Of course, as I have explained above, it is not lost on me that the writers from whom I am drawing courage at this time come directly out of Europe. But I am approaching the idea and the value of European thinking from a different angle now. As I conclude this essay, my father’s homeland, like many Western European nations, is reeling from the deaths of thousands of its citizens as a direct result of the pandemic. In mid-March, the extreme nature of the government’s measures to close down social contact and ‘hibernate’ the economy in the Netherlands caused Prime Minister Mark Rutte to note that such conditions were ‘unprecedented in peacetime’. Suddenly, Australia’s relative distance from the northern hemisphere, its small population, its island nation status, seemed starkly unfair advantages on a global scale. It is Europe that has become, once more, ‘a difficult place’.
With the late-autumn light trickling through the windows of our locked-down Melbourne apartment, my son – no longer able to attend school, nor have his friends around – reads out loud to me. Of all the books in our collection, the one he has taken a shine to right now is a title about childhood experiences of World War II published by the Dutch Resistance Museum. Some of the children in the book have gone into hiding. One becomes a leader with the Nazi youth. Others struggle with the sudden disappearance of their playmates or family members. At the end of each chapter, we are given a glimpse of several of those profiled as octogenarians, seven decades later: Henk, Eva, Jan and Nelly. My son reads the advice of each profiled elder as they explain a few things they have learnt about life, not just because of their experience of wartime but also as a result of their survival beyond it. ‘I like Henk,’ my son declares. Henk is a boy from Haarlem, the son of a mathematician; he is not unlike the maternal grandfather who died before my son was born. For a time, we amuse ourselves by comparing the portraits of Henk reprinted in the book: a photograph of him aged ten, another aged eighty-two. Funny, isn’t it, we muse, how so much about Henk looks to have changed and yet so much about him has also stayed the same.

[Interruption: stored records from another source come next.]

/// The file source package with its body and index SIDs, found through the
/// essence container data.
fn find_file_package(md: &HeaderMetadata) -> Result<(SetId, u32, u32)> {
    for ecd in md.essence_container_data()? {
        let uid: Umid = md.get(ecd, items::LINKED_PACKAGE_UID)?;
        let Some(package) = md.source_package_by_uid(&uid)? else {
            warn!(?uid, "essence container data links to an unknown package");
            continue;
        };
        let body_sid: u32 = md.get(ecd, items::BODY_SID)?;
        let index_sid: u32 = md.get_optional(ecd, items::INDEX_SID)?.unwrap_or(0);
        return Ok((package, body_sid, index_sid));
    }
    Err(MxfError::missing_set("essence container data for a file source package"))
}

/// The file descriptor, or the sub descriptors of a multiple descriptor
fn file_descriptors(md: &HeaderMetadata, package: SetId) -> Result<Vec<SetId>> {
    if !md.have_item(package, items::DESCRIPTOR) {
        return Ok(Vec::new());
    }
    let descriptor = md.get_strong_ref(package, items::DESCRIPTOR)?;
    if is_set(md, descriptor, &sets::MULTIPLE_DESCRIPTOR) {
        md.get_strong_ref_array(descriptor, items::SUB_DESCRIPTOR_UIDS)
    } else {
        Ok(vec![descriptor])
    }
}

fn descriptor_sample_rate(md: &HeaderMetadata, descriptor: SetId, kind: TrackKind) -> Result<Option<Rational>> {
    if kind == TrackKind::Audio {
        if let Some(rate) = md.get_optional(descriptor, items::AUDIO_SAMPLING_RATE)? {
            return Ok(Some(rate));
        }
    }
    md.get_optional(descriptor, items::SAMPLE_RATE)
}

fn read_events(md: &HeaderMetadata, track: SetId) -> Result<Vec<EventInfo>> {
    let sequence = md.get_strong_ref(track, items::SEQUENCE)?;
    if !md.have_item(sequence, items::STRUCTURAL_COMPONENTS) {
        return Ok(Vec::new());
    }

    let mut events = Vec::new();
    for segment in md.get_strong_ref_array(sequence, items::STRUCTURAL_COMPONENTS)? {
        if !is_set(md, segment, &sets::DM_SEGMENT) {
            continue;
        }
        events.push(EventInfo {
            position: md.get(segment, items::EVENT_START_POSITION)?,
            comment: md.get_optional(segment, items::EVENT_COMMENT)?,
        });
    }
    Ok(events)
}

/// Record the element sizes of the first content package as the tracks'
/// frame sizes when every edit unit has the same size.
fn measure_frame_sizes<R: Read + Seek>(source: &mut R, index: &FileIndex, tracks: &mut [EssenceTrack]) -> Result<()> {
    let (Some(edit_unit_byte_count), Some(start)) = (index.edit_unit_byte_count(), index.frame_offset(0)) else {
        return Ok(());
    };
    if index.duration() == 0 {
        return Ok(());
    }

    let end = start + edit_unit_byte_count;
    source.seek(SeekFrom::Start(start))?;
    while source.stream_position()? < end {
        let kl = klv::read_kl(source)?;
        if let Some(track) = tracks.iter_mut().find(|t| t.matches_key(&kl.key)) {
            track.frame_size = u32::try_from(kl.len).map_or(FrameSize::Variable, FrameSize::Fixed);
        }
        klv::skip(source, kl.len)?;
    }
    Ok(())
}

#[cfg(test)]
mod tests {
    use super::*;
    use crate::config::WriterConfig;
    use crate::writer::{ArchiveWriter, TimecodeEvent};
    use pretty_assertions::assert_eq;
    use std::io::Cursor;

    #[derive(Default)]
    struct Collect {
        frames: Vec<(TrackKind, Vec<u8>)>,
        video_only: bool,
    }

    impl FrameListener for Collect {
        fn accept_frame(&mut self, track: &EssenceTrack) -> bool {
            !self.video_only || track.kind == TrackKind::Video
        }

        fn receive_frame(&mut self, track: &EssenceTrack, data: Vec<u8>) -> Result<()> {
            self.frames.push((track.kind, data));
            Ok(())
        }
    }

    fn archive(frames: usize, events: &[TimecodeEvent]) -> Cursor<Vec<u8>> {
        let config = WriterConfig::new(2)
            .with_video_frame_size(32)
            .with_audio_frame_size(6)
            .with_material_name("reel 7");
        let mut writer = ArchiveWriter::prepare(Cursor::new(Vec::new()), config).unwrap();
        let mut vitc = ArchiveTimecode::new(10, 0, 0, 0);
        let mut ltc = ArchiveTimecode::new(9, 59, 59, 0);
        for i in 0..frames {
            writer.write_system_item(vitc, ltc).unwrap();
            writer.write_video_frame(&[i as u8; 32]).unwrap();
            writer.write_audio_frame(&[1; 6]).unwrap();
            writer.write_audio_frame(&[2; 6]).unwrap();
            vitc.increment(25);
            ltc.increment(25);
        }
        writer.complete(events).unwrap()
    }

    #[test]
    fn test_clip_info() {
        let mut reader = MxfReader::open(archive(12, &[])).unwrap();
        let clip = reader.clip_info().clone();
        assert_eq!(clip.name.as_deref(), Some("reel 7"));
        assert_eq!(clip.duration, 12);
        assert_eq!(clip.edit_rate, Rational::fps_25());
        assert_eq!((clip.body_sid, clip.index_sid), (1, 2));
        assert_eq!(clip.tracks.len(), 4);
        assert_eq!(clip.tracks[0].kind, TrackKind::Timecode);

        let kinds: Vec<_> = clip.essence_tracks.iter().map(|t| t.kind).collect();
        assert_eq!(kinds, vec![TrackKind::Video, TrackKind::Audio, TrackKind::Audio]);
        assert_eq!(clip.essence_tracks[0].frame_size, FrameSize::Fixed(32));
        assert_eq!(clip.essence_tracks[1].frame_size, FrameSize::Fixed(6));
        assert_eq!(clip.essence_tracks[1].sample_rate, Rational::audio_48k());

        let start = clip.start_timecode.unwrap();
        assert_eq!(start.timecode(), ArchiveTimecode::new(10, 0, 0, 0));
        assert!(reader.is_complete());
        assert_eq!(reader.last_written_frame_number().unwrap(), Some(11));
    }

    #[test]
    fn test_read_frames_in_order() {
        let mut reader = MxfReader::open(archive(3, &[])).unwrap();
        let mut listener = Collect::default();
        assert_eq!(reader.frame_number(), Some(0));

        for _ in 0..3 {
            reader.read_next_frame(&mut listener).unwrap();
        }
        assert_eq!(listener.frames.len(), 9);
        assert_eq!(listener.frames[3], (TrackKind::Video, vec![1; 32]));
        assert_eq!(listener.frames[5], (TrackKind::Audio, vec![2; 6]));

        assert_eq!(reader.frame_number(), None);
        assert!(matches!(reader.read_next_frame(&mut listener), Err(MxfError::EndOfEssence)));
    }

    #[test]
    fn test_position_and_skip() {
        let mut reader = MxfReader::open(archive(10, &[])).unwrap();
        let mut listener = Collect {
            video_only: true,
            ..Default::default()
        };

        reader.position_at_frame(7).unwrap();
        reader.read_next_frame(&mut listener).unwrap();
        assert_eq!(listener.frames, vec![(TrackKind::Video, vec![7; 32])]);
        let timecodes = reader.system_item_timecodes().unwrap();
        assert_eq!(timecodes.vitc, ArchiveTimecode::new(10, 0, 0, 7));
        assert_eq!(timecodes.ltc, ArchiveTimecode::new(9, 59, 59, 7));

        reader.skip_next_frame().unwrap();
        assert_eq!(reader.frame_number(), Some(9));

        reader.position_at_timecode(&ArchiveTimecode::new(10, 0, 0, 2)).unwrap();
        assert_eq!(reader.frame_number(), Some(2));
        assert!(matches!(
            reader.position_at_frame(10),
            Err(MxfError::PositionOutOfRange { .. })
        ));
    }

    #[test]
    fn test_events_in_footer_metadata() {
        let events = vec![
            TimecodeEvent::new(ArchiveTimecode::new(10, 0, 0, 4), ArchiveTimecode::new(9, 59, 59, 4), "dropout"),
            TimecodeEvent::new(ArchiveTimecode::new(10, 0, 0, 8), ArchiveTimecode::new(9, 59, 59, 8), ""),
        ];
        let source = archive(10, &events);

        let reader = MxfReader::open(source).unwrap();
        let clip = reader.clip_info();
        assert_eq!(
            clip.events,
            vec![
                EventInfo {
                    position: 4,
                    comment: Some("dropout".to_string())
                },
                EventInfo {
                    position: 8,
                    comment: None
                },
            ]
        );

        let source = reader.into_inner();
        let reader =
            MxfReader::open_with_config(source, ReaderConfig::default().with_prefer_footer_metadata(false)).unwrap();
        assert!(reader.clip_info().events.is_empty());
    }

    #[test]
    fn test_timecode_indexes() {
        let mut reader = MxfReader::open(archive(40, &[])).unwrap();
        let (vitc, ltc) = reader.read_timecode_indexes().unwrap();
        assert_eq!(vitc.len(), 40);
        assert_eq!(vitc.num_runs(), 1);
        assert_eq!(ltc.len(), 40);
        assert_eq!(ltc.position_to_timecode(ltc.runs().next().unwrap().timecode_pos), ArchiveTimecode::new(9, 59, 59, 0));
    }

    #[test]
    fn test_element_size_limit() {
        let mut reader =
            MxfReader::open_with_config(archive(2, &[]), ReaderConfig::default().with_max_element_size(16)).unwrap();
        let mut listener = Collect::default();
        assert!(matches!(
            reader.read_next_frame(&mut listener),
            Err(MxfError::Unsupported(_))
        ));
        assert_eq!(reader.frame_number(), Some(0));
    }
}
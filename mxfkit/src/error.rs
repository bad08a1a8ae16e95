//! Error types for MXF reading and writing.

use crate::ul::Key;
use mxfkit_timecode::TimecodeIndexError;
use std::io;
use thiserror::Error;
use uuid::Uuid;

/// Result type for MXF operations
pub type Result<T> = std::result::Result<T, MxfError>;

/// Errors that can occur during MXF operations.
///
/// A lookup that simply finds nothing (a timecode search, an optional
/// item) is not an error; those return `Option`.
#[derive(Error, Debug)]
pub enum MxfError {
    /// BER length is indefinite, wider than 8 bytes or does not fit the
    /// reserved field width.
    #[error("Malformed BER length: {message}")]
    MalformedLength { message: String },

    /// A key other than the expected one was found.
    #[error("Key mismatch: expected {expected}, found {found}")]
    KeyMismatch { expected: Key, found: Key },

    /// Input ended before a complete value was read.
    #[error("Truncated data: need {needed} bytes, have {available}")]
    Truncated { needed: u64, available: u64 },

    /// Invalid partition pack or partition chain.
    #[error("Invalid partition: {0}")]
    InvalidPartition(String),

    /// Item value does not decode as its declared type.
    #[error("Invalid item {item}: {message}")]
    InvalidItem { item: Key, message: String },

    /// Local tag without a primer pack entry.
    #[error("Unknown local tag 0x{tag:04x}")]
    UnknownTag { tag: u16 },

    /// Reference to an instance UID that no set in the header metadata has.
    #[error("Dangling reference to {uuid}")]
    DanglingReference { uuid: Uuid },

    /// Required item absent from a set.
    #[error("Missing item {item} in {set}")]
    MissingItem { set: Key, item: Key },

    /// Required set absent from the header metadata.
    #[error("Missing set: {0}")]
    MissingSet(String),

    /// Write would pass the declared essence element length.
    #[error(
        "Essence element overflow: {attempted} more bytes after {written} of {declared} declared"
    )]
    EssenceOverflow {
        declared: u64,
        written: u64,
        attempted: u64,
    },

    /// Essence element finalized before its declared length was written.
    #[error("Short write: wrote {written} of {declared} declared bytes")]
    ShortWrite { declared: u64, written: u64 },

    /// Frame position outside the indexed essence.
    #[error("Position {position} out of range (frames available: {available})")]
    PositionOutOfRange { position: i64, available: i64 },

    /// Operation not valid in the current state.
    #[error("Invalid state: {0}")]
    InvalidState(String),

    /// Read past the last frame.
    #[error("End of essence")]
    EndOfEssence,

    /// I/O errors.
    #[error("I/O error: {0}")]
    Io(#[from] io::Error),

    /// Timecode index errors.
    #[error("Timecode index error: {0}")]
    Timecode(#[from] TimecodeIndexError),

    /// Unsupported feature or file layout.
    #[error("Unsupported: {0}")]
    Unsupported(String),
}

impl MxfError {
    /// Create a malformed length error.
    pub fn malformed_length(message: impl Into<String>) -> Self {
        Self::MalformedLength {
            message: message.into(),
        }
    }

    /// Create an invalid partition error.
    pub fn invalid_partition(message: impl Into<String>) -> Self {
        Self::InvalidPartition(message.into())
    }

    /// Create an invalid item error.
    pub fn invalid_item(item: Key, message: impl Into<String>) -> Self {
        Self::InvalidItem {
            item,
            message: message.into(),
        }
    }

    /// Create a missing set error.
    pub fn missing_set(name: impl Into<String>) -> Self {
        Self::MissingSet(name.into())
    }

    /// Create an invalid state error.
    pub fn invalid_state(message: impl Into<String>) -> Self {
        Self::InvalidState(message.into())
    }

    /// Create an unsupported error.
    pub fn unsupported(message: impl Into<String>) -> Self {
        Self::Unsupported(message.into())
    }

    /// True for errors caused by the input bytes rather than by the caller.
    pub fn is_malformed_input(&self) -> bool {
        matches!(
            self,
            Self::MalformedLength { .. }
                | Self::KeyMismatch { .. }
                | Self::Truncated { .. }
                | Self::InvalidPartition(_)
                | Self::InvalidItem { .. }
                | Self::UnknownTag { .. }
        )
    }
}

#[cfg(test)]
mod tests {
    use super::*;
    use crate::ul::labels;

    #[test]
    fn test_error_display() {
        let err = MxfError::UnknownTag { tag: 0x8001 };
        assert_eq!(err.to_string(), "Unknown local tag 0x8001");

        let err = MxfError::Truncated {
            needed: 100,
            available: 50,
        };
        assert!(err.to_string().contains("100"));

        let err = MxfError::KeyMismatch {
            expected: labels::PRIMER_PACK,
            found: labels::FILL_ITEM,
        };
        assert!(err.to_string().contains("06.0e.2b.34"));
    }

    #[test]
    fn test_timecode_error_conversion() {
        let err: MxfError = TimecodeIndexError::NoConvergence { iterations: 3 }.into();
        assert!(matches!(err, MxfError::Timecode(_)));
        assert!(!err.is_malformed_input());
    }

    #[test]
    fn test_malformed_input_classification() {
        assert!(MxfError::malformed_length("9 bytes").is_malformed_input());
        assert!(MxfError::invalid_partition("offsets").is_malformed_input());
        assert!(!MxfError::EndOfEssence.is_malformed_input());
        assert!(!MxfError::missing_set("Preface").is_malformed_input());
    }
}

In these politically volatile times, still early (no doubt) in the evolution of this particular pandemic, I fear the resurgence of nationalism and xenophobia and the too-rapid toppling of the powerful in a manner that will lead to violence. And yet, these three works by Braidotti, Despret and Pelluchon have shown me already the possibility of a way through. They have shown me that the future is possible.
Such thinking has come from Europe, but it is not necessarily particular to it. Perhaps exchanges of a philosophical nature – international, interspecies and intergenerational – have never been more necessary.
5 June 2020
Braidotti, Rosi. Posthuman Knowledge. Polity, 2019.
– The Posthuman. Polity, 2013.
Despret, Vinciane. What would animals say if we asked the right questions? Translated by Brett Buchanan. University of Minnesota Press, 2012.
Pelluchon, Corine. Nourishment: a Philosophy of the Political Body. Translated by Justin E.H. Smith. Bloomsbury, 2019.
Van Loon, Julienne. The Thinking Woman. NewSouth 2019.